C’est surtout ici que travaille Alexia Soyeux, 30 ans, occupant le poste de « chef de projets marketing et sourcing » ou, plus simplement, de dénicheuse de produits. Entretien avec la fille qui – à mon humble avis – a un des métiers les plus cool de la capitale.

Quelles études fait-on pour devenir « dénicheuse de produits » ?

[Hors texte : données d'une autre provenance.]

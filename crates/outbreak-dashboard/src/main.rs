mod bootstrap;
mod selection;
mod table_view;

use anyhow::{Context, Result};
use outbreak_core::settings::Settings;
use outbreak_data::aggregator::AggregationEngine;
use outbreak_runtime::data_manager::DataManager;
use outbreak_runtime::orchestrator::DashboardSession;

#[tokio::main]
async fn main() -> Result<()> {
    let settings = Settings::load_with_last_used();

    bootstrap::ensure_directories()?;
    bootstrap::setup_logging(&settings.log_level, settings.log_file.as_ref())?;

    tracing::info!("Outbreak Dashboard v{} starting", env!("CARGO_PKG_VERSION"));
    tracing::info!(
        source = %settings.source,
        view = %settings.view,
        format = %settings.format,
        top_n = settings.top_n,
        "settings resolved"
    );

    let mut data_manager = DataManager::new(settings.source.clone());
    let loaded = data_manager
        .get_table(false)
        .await
        .with_context(|| format!("could not load outbreak data from {}", settings.source))?;

    let engine = AggregationEngine::new(settings.top_n as usize);
    let session = DashboardSession::open(loaded, engine, settings.preview_rows).await?;

    let selection = selection::build_selection(&settings, session.options())?;
    if settings.has_filters() {
        tracing::info!(
            year_min = selection.year_min(),
            year_max = selection.year_max(),
            states = selection.states().len(),
            species = selection.species().len(),
            locations = selection.locations().len(),
            "selection narrowed from the command line"
        );
    }

    let Some(snapshot) = session.refresh(&selection).await? else {
        // Only one refresh runs per invocation, so it is always current.
        anyhow::bail!("dashboard refresh was superseded");
    };

    match settings.format.as_str() {
        "json" => {
            let value = table_view::render_json(&settings.view, &snapshot, session.options())?;
            println!("{}", serde_json::to_string_pretty(&value)?);
        }
        _ => {
            print!(
                "{}",
                table_view::render_text(&settings.view, &snapshot, session.options())
            );
        }
    }

    Ok(())
}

J’ai toujours aimé bien manger, mais je ne pensais pas travailler un jour dans le milieu de la gastronomie. C’est pendant mon Master 1 au Celsa, quand j’ai dû choisir mon sujet de mémoire, que j’ai décidé d’écrire sur la pâtisserie de luxe. Je suis ensuite partie au Vietnam, où j’ai pris pas mal de cours de pâtisserie. J’étais de plus en plus passionnée. En rentrant, j’ai fait un stage chez CCDessert, une boîte de conseil en création de produits agroalimentaires et je me suis dit que je voulais vraiment travailler là-dedans. A la fin de mon école, je me suis donc lancée dans un BEP pâtisserie pendant un an, en alternance chez Angelina. C’était une rude année, un choc culturel après le Celsa, j’étais réveillée tous les matins à 4h30, mais c’est le diplôme dont je suis la plus fière. 

Et après ?

Je suis devenue associée chez CCDessert, nous étions trois. Notre travail consistait à conseiller des clients de l’agroalimentaire, comme MacDo par exemple, pour les desserts. J’adorais ça, surtout visiter les usines, j’étais jeune, un peu dans le bluff au début et j’ai beaucoup appris. Nous nous sommes séparés au bout de 5 ans, chacun avait ses projets. J’ai expérimenté pas mal de choses : une marque de guimauve Indulgence, des soirées « bouffe et musique » avec les personnes du label Infiné, les « mardi gras » au Pavillon des canaux avec sandwichs du monde et concerts organisés. Puis la fin de l’été est venue et je me suis dit qu’il fallait que je trouve quelque chose de plus concret. Une amie à moi m’a dit : « Mais tu devrais postuler à la Grande Epicerie du Bon Marché, tu adores cet endroit », j’ai regardé le site et il y avait une offre « chef de projet marketing et sourcing ». J’ai postulé et après beaucoup beaucoup beaucoup d’entretiens, j’ai eu le job ! 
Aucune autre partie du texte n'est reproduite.